Este gran canto a la familia, no es un canto narcisista que ignora los problemas y las dificultades. El Papa sabe que, en tantas ocasiones, a nuestras familias les sucede como a aquella pareja de recién casados en Caná de Galilea. No tienen vino. El vino de la alegría y del amor. “¡Cuántos adolescentes y jóvenes perciben que en sus casas hace rato que ya no hay ese vino. Cuánta mujer sola y entristecida se pregunta cuándo el amor se escurrió de su vida. Cuántos ancianos se sienten alejados de la fiesta de sus familias, arrinconados y sin beber el amor cotidiano de sus hijos y nietos!” Y cuántas familias a las que les falta trabajo, pasan por enfermedades y situaciones problemáticas.

Todo esto está ahí. Forma parte del paisaje de la familia actual. Pero estas sombras no sólo no destruyen su grandeza sino que la resaltan. Sucede lo mismo que cuando una nube cubre momentáneamente el sol de mediodía: sirve para que echemos más en falta su ausencia y lo valoremos más cuando reaparece. Esas sombras sirven también para que “dejemos nuestras familias en la manos de Dios, encendiendo la esperanza que nos indica que nuestras preocupaciones son también preocupaciones de Dios”.

Por todo esto, la familia “constituye la gran riqueza social” que otras instituciones no pueden sustituir.

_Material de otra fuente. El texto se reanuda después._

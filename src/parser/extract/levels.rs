//! Level/class list extraction and class-name normalization.

use std::sync::LazyLock;

use anyhow::{anyhow, Result};
use regex::Regex;

use super::SpellFields;
use crate::parser::{normalize, LEVEL_ANCHOR};

// Applied repeatedly at the buffer head, so each match may open with the
// separator left over from the previous entry. Class names may contain
// '/' (Sor/Wiz), '-' (line-break hyphenation), and spaces (psychic
// warrior); a single space and one digit follow (no spells above 9th).
static CLASS_LEVEL_RE: LazyLock<Regex> = LazyLock::new(|| {
    Regex::new(
        r"^(?:,\s+)?(?P<class>[A-Za-z][A-Za-z/\s-]*)\s(?P<level>[0-9])(?P<paren>\s\([^)]+\))?",
    )
    .unwrap()
});

/// Full names for the class abbreviations the sourcebooks use.
const CLASS_NAMES: &[(&str, &str)] = &[
    ("Brd", "Bard"),
    ("Clr", "Cleric"),
    ("Drd", "Druid"),
    ("Pal", "Paladin"),
    ("Rgr", "Ranger"),
    ("Sor/Wiz", "Sorcerer/Wizard"),
];

/// Consume the `Level:` list: cut everything through the label, then match
/// class/level pairs until the pattern stops. Returns the unmatched tail.
pub fn extract<'a>(body: &'a str, fields: &mut SpellFields) -> Result<&'a str> {
    let label = format!("{} ", LEVEL_ANCHOR);
    let start = body
        .find(&label)
        .ok_or_else(|| anyhow!("no `{}` line in spell body", LEVEL_ANCHOR))?;
    let mut rest = &body[start + label.len()..];

    while let Some(caps) = CLASS_LEVEL_RE.captures(rest) {
        let level: u8 = caps["level"].parse().unwrap();
        let class = normalize_class(&caps["class"], caps.name("paren").map(|m| m.as_str()));
        fields.levels.entry(level).or_default().push(class);
        rest = &rest[caps.get(0).unwrap().end()..];
    }

    Ok(rest)
}

/// Expand a known abbreviation, re-attach any parenthetical qualifier,
/// then dehyphenate and title-case the whole thing.
fn normalize_class(raw: &str, qualifier: Option<&str>) -> String {
    let expanded = CLASS_NAMES
        .iter()
        .find(|(abbr, _)| *abbr == raw)
        .map(|(_, full)| *full)
        .unwrap_or(raw);
    let qualified = match qualifier {
        Some(q) => format!("{}{}", expanded, q),
        None => expanded.to_string(),
    };
    normalize::title_case(&normalize::dehyphenate(qualified.trim()))
}

// ── Tests ──
//! End-to-end collision scenarios: sweeping, platforms and contact normals

use ember_physics::{
    estimate_contact_normal, intersect_oct_bb, intersect_oct_bb_close, Bumper, DepthMethod, Motion,
    OctAxis, OctBb, PlatformFlags, PLATFORM_TOLERANCE,
};
use glam::Vec3;

fn character() -> Bumper {
    Bumper::cylinder(20.0, 40.0)
}

fn platform() -> Bumper {
    Bumper::square(100.0, 10.0)
}

#[test]
fn fast_mover_hits_late_in_the_tick() {
    let a = Motion::from_bumper(&character(), Vec3::ZERO, Vec3::new(70.0, 0.0, 0.0));
    let b = Motion::from_bumper(&character(), Vec3::new(100.0, 0.0, 0.0), Vec3::ZERO);

    let hit = intersect_oct_bb(&a, &b, PlatformFlags::NONE, PLATFORM_TOLERANCE).unwrap();
    assert!((hit.tmin - 60.0 / 70.0).abs() < 1e-4);
    assert_eq!(hit.tmax, 1.0);
    assert!(!hit.overlap.is_empty());
}

#[test]
fn slow_mover_does_not_reach() {
    let a = Motion::from_bumper(&character(), Vec3::ZERO, Vec3::new(10.0, 0.0, 0.0));
    let b = Motion::from_bumper(&character(), Vec3::new(100.0, 0.0, 0.0), Vec3::ZERO);

    assert!(intersect_oct_bb(&a, &b, PlatformFlags::NONE, PLATFORM_TOLERANCE).is_none());
    assert!(intersect_oct_bb_close(&a, &b, PlatformFlags::NONE, PLATFORM_TOLERANCE).is_none());
}

#[test]
fn swapping_members_keeps_the_interval() {
    let a = Motion::from_bumper(&character(), Vec3::ZERO, Vec3::new(70.0, 0.0, 0.0));
    let b = Motion::from_bumper(&character(), Vec3::new(100.0, 0.0, 0.0), Vec3::ZERO);

    let ab = intersect_oct_bb(&a, &b, PlatformFlags::NONE, PLATFORM_TOLERANCE).unwrap();
    let ba = intersect_oct_bb(&b, &a, PlatformFlags::NONE, PLATFORM_TOLERANCE).unwrap();
    assert!((ab.tmin - ba.tmin).abs() < 1e-5);
    assert!((ab.tmax - ba.tmax).abs() < 1e-5);
}

#[test]
fn diagonal_approach_is_caught_by_diagonal_axes() {
    // footprints overlap on X and Y but the corners are cut off on XY
    let a = Motion::from_bumper(&Bumper::cylinder(10.0, 10.0), Vec3::ZERO, Vec3::ZERO);
    let b = Motion::from_bumper(
        &Bumper::cylinder(10.0, 10.0),
        Vec3::new(19.0, 19.0, 0.0),
        Vec3::ZERO,
    );

    assert!(a.start().maxs[OctAxis::X] > b.start().mins[OctAxis::X]);
    assert!(a.start().maxs[OctAxis::Y] > b.start().mins[OctAxis::Y]);
    assert!(intersect_oct_bb(&a, &b, PlatformFlags::NONE, PLATFORM_TOLERANCE).is_none());
}

#[test]
fn rider_inside_tolerance_band_interacts() {
    let base = Motion::from_bumper(&platform(), Vec3::ZERO, Vec3::ZERO);
    let rider_z = 10.0 + PLATFORM_TOLERANCE - 1.0;
    let rider = Motion::from_bumper(&character(), Vec3::new(0.0, 0.0, rider_z), Vec3::ZERO);

    let hit = intersect_oct_bb(&base, &rider, PlatformFlags::OBJ1, PLATFORM_TOLERANCE).unwrap();
    assert_eq!((hit.tmin, hit.tmax), (0.0, 1.0));

    // without the platform flag the band does not exist
    assert!(intersect_oct_bb(&base, &rider, PlatformFlags::NONE, PLATFORM_TOLERANCE).is_none());
    // the flag must name the lower member
    assert!(intersect_oct_bb(&base, &rider, PlatformFlags::OBJ2, PLATFORM_TOLERANCE).is_none());
}

#[test]
fn rider_above_tolerance_band_is_ignored() {
    let base = Motion::from_bumper(&platform(), Vec3::ZERO, Vec3::ZERO);
    let rider_z = 10.0 + PLATFORM_TOLERANCE + 1.0;
    let rider = Motion::from_bumper(&character(), Vec3::new(0.0, 0.0, rider_z), Vec3::ZERO);

    assert!(intersect_oct_bb(&base, &rider, PlatformFlags::OBJ1, PLATFORM_TOLERANCE).is_none());
}

#[test]
fn falling_rider_enters_band_mid_tick() {
    let base = Motion::from_bumper(&platform(), Vec3::ZERO, Vec3::ZERO);
    let rider = Motion::from_bumper(
        &character(),
        Vec3::new(0.0, 0.0, 100.0),
        Vec3::new(0.0, 0.0, -80.0),
    );

    // band top is at 60: the rider's feet cross it after 40 of 80 units
    let hit = intersect_oct_bb(&rider, &base, PlatformFlags::OBJ2, PLATFORM_TOLERANCE).unwrap();
    assert!((hit.tmin - 0.5).abs() < 1e-5);
    assert_eq!(hit.tmax, 1.0);
}

#[test]
fn both_platforms_pick_the_widest_interval() {
    // the upper platform drops through the lower one, so each rides the other
    // at one end of the tick
    let low = Motion::from_bumper(&platform(), Vec3::ZERO, Vec3::ZERO);
    let high = Motion::from_bumper(
        &platform(),
        Vec3::new(0.0, 0.0, 40.0),
        Vec3::new(0.0, 0.0, -100.0),
    );

    let both = intersect_oct_bb(&low, &high, PlatformFlags::BOTH, PLATFORM_TOLERANCE).unwrap();
    let one = intersect_oct_bb(&low, &high, PlatformFlags::OBJ1, PLATFORM_TOLERANCE).unwrap();
    assert_eq!((both.tmin, both.tmax), (0.0, 1.0));
    assert!((one.tmax - 0.5).abs() < 1e-5);
}

#[test]
fn degenerate_volume_never_collides() {
    let a = Motion::new(OctBb::empty(), Vec3::ZERO, Vec3::X);
    let b = Motion::from_bumper(&character(), Vec3::ZERO, Vec3::ZERO);
    assert!(intersect_oct_bb(&a, &b, PlatformFlags::NONE, PLATFORM_TOLERANCE).is_none());

    let nan = Motion::from_bumper(&character(), Vec3::new(f32::NAN, 0.0, 0.0), Vec3::ZERO);
    assert!(intersect_oct_bb(&nan, &b, PlatformFlags::NONE, PLATFORM_TOLERANCE).is_none());

    let nan_velocity = Motion::from_bumper(&character(), Vec3::ZERO, Vec3::new(0.0, f32::NAN, 0.0));
    assert!(intersect_oct_bb(&nan_velocity, &b, PlatformFlags::NONE, PLATFORM_TOLERANCE).is_none());
}

#[test]
fn close_variant_catches_tunneling_point() {
    let bullet = Motion::from_bumper(
        &Bumper::cylinder(1.0, 2.0),
        Vec3::new(-300.0, 0.0, 10.0),
        Vec3::new(600.0, 0.0, 0.0),
    );
    let target = Motion::from_bumper(&character(), Vec3::ZERO, Vec3::ZERO);

    let hit =
        intersect_oct_bb_close(&bullet, &target, PlatformFlags::NONE, PLATFORM_TOLERANCE).unwrap();
    assert!(hit.tmin > 0.4 && hit.tmin < 0.5);
    assert!(hit.tmax > 0.5 && hit.tmax < 0.6);
}

#[test]
fn contact_normal_points_from_first_to_second() {
    let a = OctBb::from_bumper_at(&character(), Vec3::ZERO);
    let b = OctBb::from_bumper_at(&character(), Vec3::new(30.0, 5.0, 10.0));

    let ab = estimate_contact_normal(&a, &b, 1.0).unwrap();
    let ba = estimate_contact_normal(&b, &a, 1.0).unwrap();
    assert_eq!(ab.method, DepthMethod::Collision);
    assert!(ab.normal.x > 0.0);
    assert!(ba.normal.x < 0.0);
    assert!((ab.normal.length() - 1.0).abs() < 0.01);
    assert!(ab.depth > 0.0);
}

#[test]
fn nested_volumes_use_pressure() {
    let outer = OctBb::from_bumper_at(&Bumper::square(100.0, 200.0), Vec3::ZERO);
    let inner = OctBb::from_bumper_at(&Bumper::cylinder(5.0, 50.0), Vec3::new(90.0, 0.0, 50.0));

    let estimate = estimate_contact_normal(&outer, &inner, 1.0).unwrap();
    assert_eq!(estimate.method, DepthMethod::Pressure);
    // shortest way out is through the +X face
    assert!(estimate.normal.x > 0.9);
    assert!(estimate.depth > 0.0);
}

Ni el Estado, ni los partidos políticos, ni los sindicatos, ni las instituciones intermedias, ni la Iglesia, ni nadie. Dios ha hecho que la familia sea el cimiento sobre que se levanta el edificio de todas las demás sociedades humanas y el mismo Estado. En consecuencia, cuando el Estado ayuda a la familia no le da “una limosna” sino que cumple con una verdadera “deuda social”. El Estado debe sentirse orgulloso de “ayudar y potenciar” a la familia para que puede cumplir su misión irreemplazable. Cuando el Estado cumple con estas obligaciones realiza un altísimo servicio al bien común y justifica su razón de ser.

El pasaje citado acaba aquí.